Как не хочется снова выходить на холод. Конечно, после такого обеда никакой сытости нету — будто и не ела — сесть бы в уголке и подремать, а уже опять кричат:

— Первая бригада, выходи! Вторая бригада, выходи!

На улице метель, но тепло. Не известно, что лучше — мороз или снег. Снег набивается в дырку сквозь валенок, тает там. Нога промокла. Пришли к трассе, она сразу кинулась к костру — греть. Потом копать. Опять машинально: поднять кирку, опустить, поднять, опустить… Взять лопату: шир — наполнила; шах — выкинула из ямы наверх. И так до вечера. Стемнело незаметно, Метра на полтора она свою яму выкопала. Земля уже не мёрзлая — копать стало легче.

— Ну что, Мария? Как дела? — это бригадир Фрида. — Давай помогу план выполнить.

— А Вы выполнили?

— Да-а! Я перевыполнила уже! — Фрида хватает кирку. Руки у неё длинные, сильные: один удар киркой — выворотила огромный камень, второй удар — Мария две лопаты земли выбрасывает. Так ловко получается у Фриды. Вслед за бригадиром ещё и Эмилия Бахман с Ольгой Цицер пришли на помощь.

— Так, Мария! — радостно говорит Фрида, — есть сегодня план! Вторая бригада! Конец рабочего дня! Становись в строй! На ужин шагом марш!

— Wieder mal ein Tag vorbei![33] — говорит тётя Эмма, — как нога, не замёрзла?

— Замёрзла, но не отмёрзла. Чувствую ещё.

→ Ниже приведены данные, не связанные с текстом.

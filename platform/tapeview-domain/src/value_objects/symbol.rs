/// A tracked symbol: its display label and its column group in each log row.
#[derive(Debug, Clone, PartialEq, Eq)]
pub struct SymbolSlot {
    pub label: String,
    pub group: usize,
}

impl SymbolSlot {
    pub fn new(label: impl Into<String>, group: usize) -> Self {
        Self {
            label: label.into(),
            group,
        }
    }
}

/// Slots in log column order; slot 0 is the primary symbol.
pub fn slots_from_labels<S: AsRef<str>>(labels: &[S]) -> Vec<SymbolSlot> {
    labels
        .iter()
        .enumerate()
        .map(|(group, label)| SymbolSlot::new(label.as_ref(), group))
        .collect()
}
//! Buffers are the handles the memory pool loans out for request and
//! response tensor data. The variant set is closed and small, so a tagged
//! enum is used instead of trait objects; the hot path branches on kind.

/// Tag identifying which memory provider a buffer came from.
#[derive(Clone, Copy, Debug, PartialEq, Eq, Hash)]
pub enum AllocatorKind {
    Cpu,
    CpuPinned,
    RocmDevice,
    VartTensor,
}

impl std::fmt::Display for AllocatorKind {
    fn fmt(&self, f: &mut std::fmt::Formatter<'_>) -> std::fmt::Result {
        let s = match self {
            AllocatorKind::Cpu => "cpu",
            AllocatorKind::CpuPinned => "cpu_pinned",
            AllocatorKind::RocmDevice => "rocm_device",
            AllocatorKind::VartTensor => "vart_tensor",
        };
        f.write_str(s)
    }
}

#[derive(Debug)]
pub(crate) enum BufferStorage {
    /// Contiguous host bytes.
    Cpu(Vec<u8>),
    /// Page-locked host bytes for DMA. Allocation is shadowed on the host;
    /// a real build pins through the driver.
    CpuPinned(Vec<u8>),
    /// Device memory, host-shadowed placeholder (real impl = device
    /// pointer + drop).
    RocmDevice(Vec<u8>),
    /// Accelerator tensor buffer with batch-major chunking: element
    /// `offset` lives in chunk `offset / chunk_len`.
    VartTensor { chunk_len: usize, chunks: Vec<Vec<u8>> },
}

#[derive(Debug)]
pub struct Buffer {
    allocator: AllocatorKind,
    storage: BufferStorage,
}

impl Buffer {
    pub(crate) fn new(allocator: AllocatorKind, storage: BufferStorage) -> Self {
        Self { allocator, storage }
    }

    pub fn allocator(&self) -> AllocatorKind {
        self.allocator
    }

    pub fn len(&self) -> usize {
        match &self.storage {
            BufferStorage::Cpu(v) | BufferStorage::CpuPinned(v) | BufferStorage::RocmDevice(v) => {
                v.len()
            }
            BufferStorage::VartTensor { chunks, .. } => chunks.iter().map(Vec::len).sum(),
        }
    }

    pub fn is_empty(&self) -> bool {
        self.len() == 0
    }

    /// View of the bytes starting at `offset`. For the segmented variant the
    /// offset is translated into a chunk index plus an intra-chunk offset,
    /// so the returned slice ends at the chunk boundary.
    pub fn data(&self, offset: usize) -> &[u8] {
        match &self.storage {
            BufferStorage::Cpu(v) | BufferStorage::CpuPinned(v) | BufferStorage::RocmDevice(v) => {
                &v[offset..]
            }
            BufferStorage::VartTensor { chunk_len, chunks } => {
                let chunk = offset / chunk_len;
                &chunks[chunk][offset % chunk_len..]
            }
        }
    }

    pub fn data_mut(&mut self, offset: usize) -> &mut [u8] {
        match &mut self.storage {
            BufferStorage::Cpu(v) | BufferStorage::CpuPinned(v) | BufferStorage::RocmDevice(v) => {
                &mut v[offset..]
            }
            BufferStorage::VartTensor { chunk_len, chunks } => {
                let chunk = offset / *chunk_len;
                &mut chunks[chunk][offset % *chunk_len..]
            }
        }
    }

    /// Copy `src` into the buffer at `offset`, crossing chunk boundaries if
    /// the variant is segmented. Returns the offset past the written bytes.
    pub fn write_bytes(&mut self, src: &[u8], offset: usize) -> usize {
        let mut written = 0;
        while written < src.len() {
            let dst = self.data_mut(offset + written);
            let n = dst.len().min(src.len() - written);
            dst[..n].copy_from_slice(&src[written..written + n]);
            written += n;
        }
        offset + src.len()
    }

    /// Write one plain value. Returns the offset past it.
    pub fn write<T: bytemuck::Pod>(&mut self, value: T, offset: usize) -> usize {
        self.write_bytes(bytemuck::bytes_of(&value), offset)
    }

    /// Write a string with a trailing nul, advancing by `len + 1`.
    pub fn write_str(&mut self, value: &str, offset: usize) -> usize {
        let end = self.write_bytes(value.as_bytes(), offset);
        self.write_bytes(&[0u8], end)
    }

    /// Read one plain value back out; tolerates unaligned storage.
    pub fn read<T: bytemuck::Pod>(&self, offset: usize) -> T {
        bytemuck::pod_read_unaligned(&self.data(offset)[..std::mem::size_of::<T>()])
    }

    pub(crate) fn into_storage(self) -> BufferStorage {
        self.storage
    }
}

#[cfg(test)]
mod tests {
    use super::*;

    #[test]
    fn write_and_read_values() {
        let mut buf = Buffer::new(AllocatorKind::Cpu, BufferStorage::Cpu(vec![0u8; 16]));
        let next = buf.write(41u32, 0);
        assert_eq!(next, 4);
        let next = buf.write(7u64, next);
        assert_eq!(next, 12);
        assert_eq!(buf.read::<u32>(0), 41);
        assert_eq!(buf.read::<u64>(4), 7);
    }

    #[test]
    fn write_str_appends_nul() {
        let mut buf = Buffer::new(AllocatorKind::Cpu, BufferStorage::Cpu(vec![0xff; 8]));
        let next = buf.write_str("abc", 1);
        assert_eq!(next, 5);
        assert_eq!(&buf.data(1)[..4], b"abc\0");
    }

    #[test]
    fn segmented_offset_translation() {
        let storage = BufferStorage::VartTensor {
            chunk_len: 4,
            chunks: vec![vec![0u8; 4], vec![0u8; 4], vec![0u8; 4]],
        };
        let mut buf = Buffer::new(AllocatorKind::VartTensor, storage);
        assert_eq!(buf.len(), 12);

        // Offset 6 lands in the second chunk, two bytes in.
        buf.write(0xabu8, 6);
        assert_eq!(buf.data(4)[2], 0xab);
        assert_eq!(buf.data(6).len(), 2);

        // A write spanning two chunks is stitched together.
        buf.write_bytes(&[1, 2, 3, 4], 2);
        assert_eq!(buf.data(0), &[0, 0, 1, 2]);
        assert_eq!(&buf.data(4)[..2], &[3, 4]);
    }
}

Уже совершенная ночь. Метель. На небе ни звёздочки. Даже Жигулёвских гор не видно. Если бы не огни Отважного была бы полная тьма.

Она с тётей Эммой плетётся в самом конце строя. Ранее прошедшие бригады уже протоптали дорогу в снегу. Но снег всё равно рыхлый — набивается в рваный пим.

Но вот и столовая. Дошла!

Мария, как и в обед бросается на скамью, срывает валенок. Всё мокрое: подложенный платок, носки, сама нога. Тискает ступню, стараясь вобрать из неё в ладони как можно больше холода.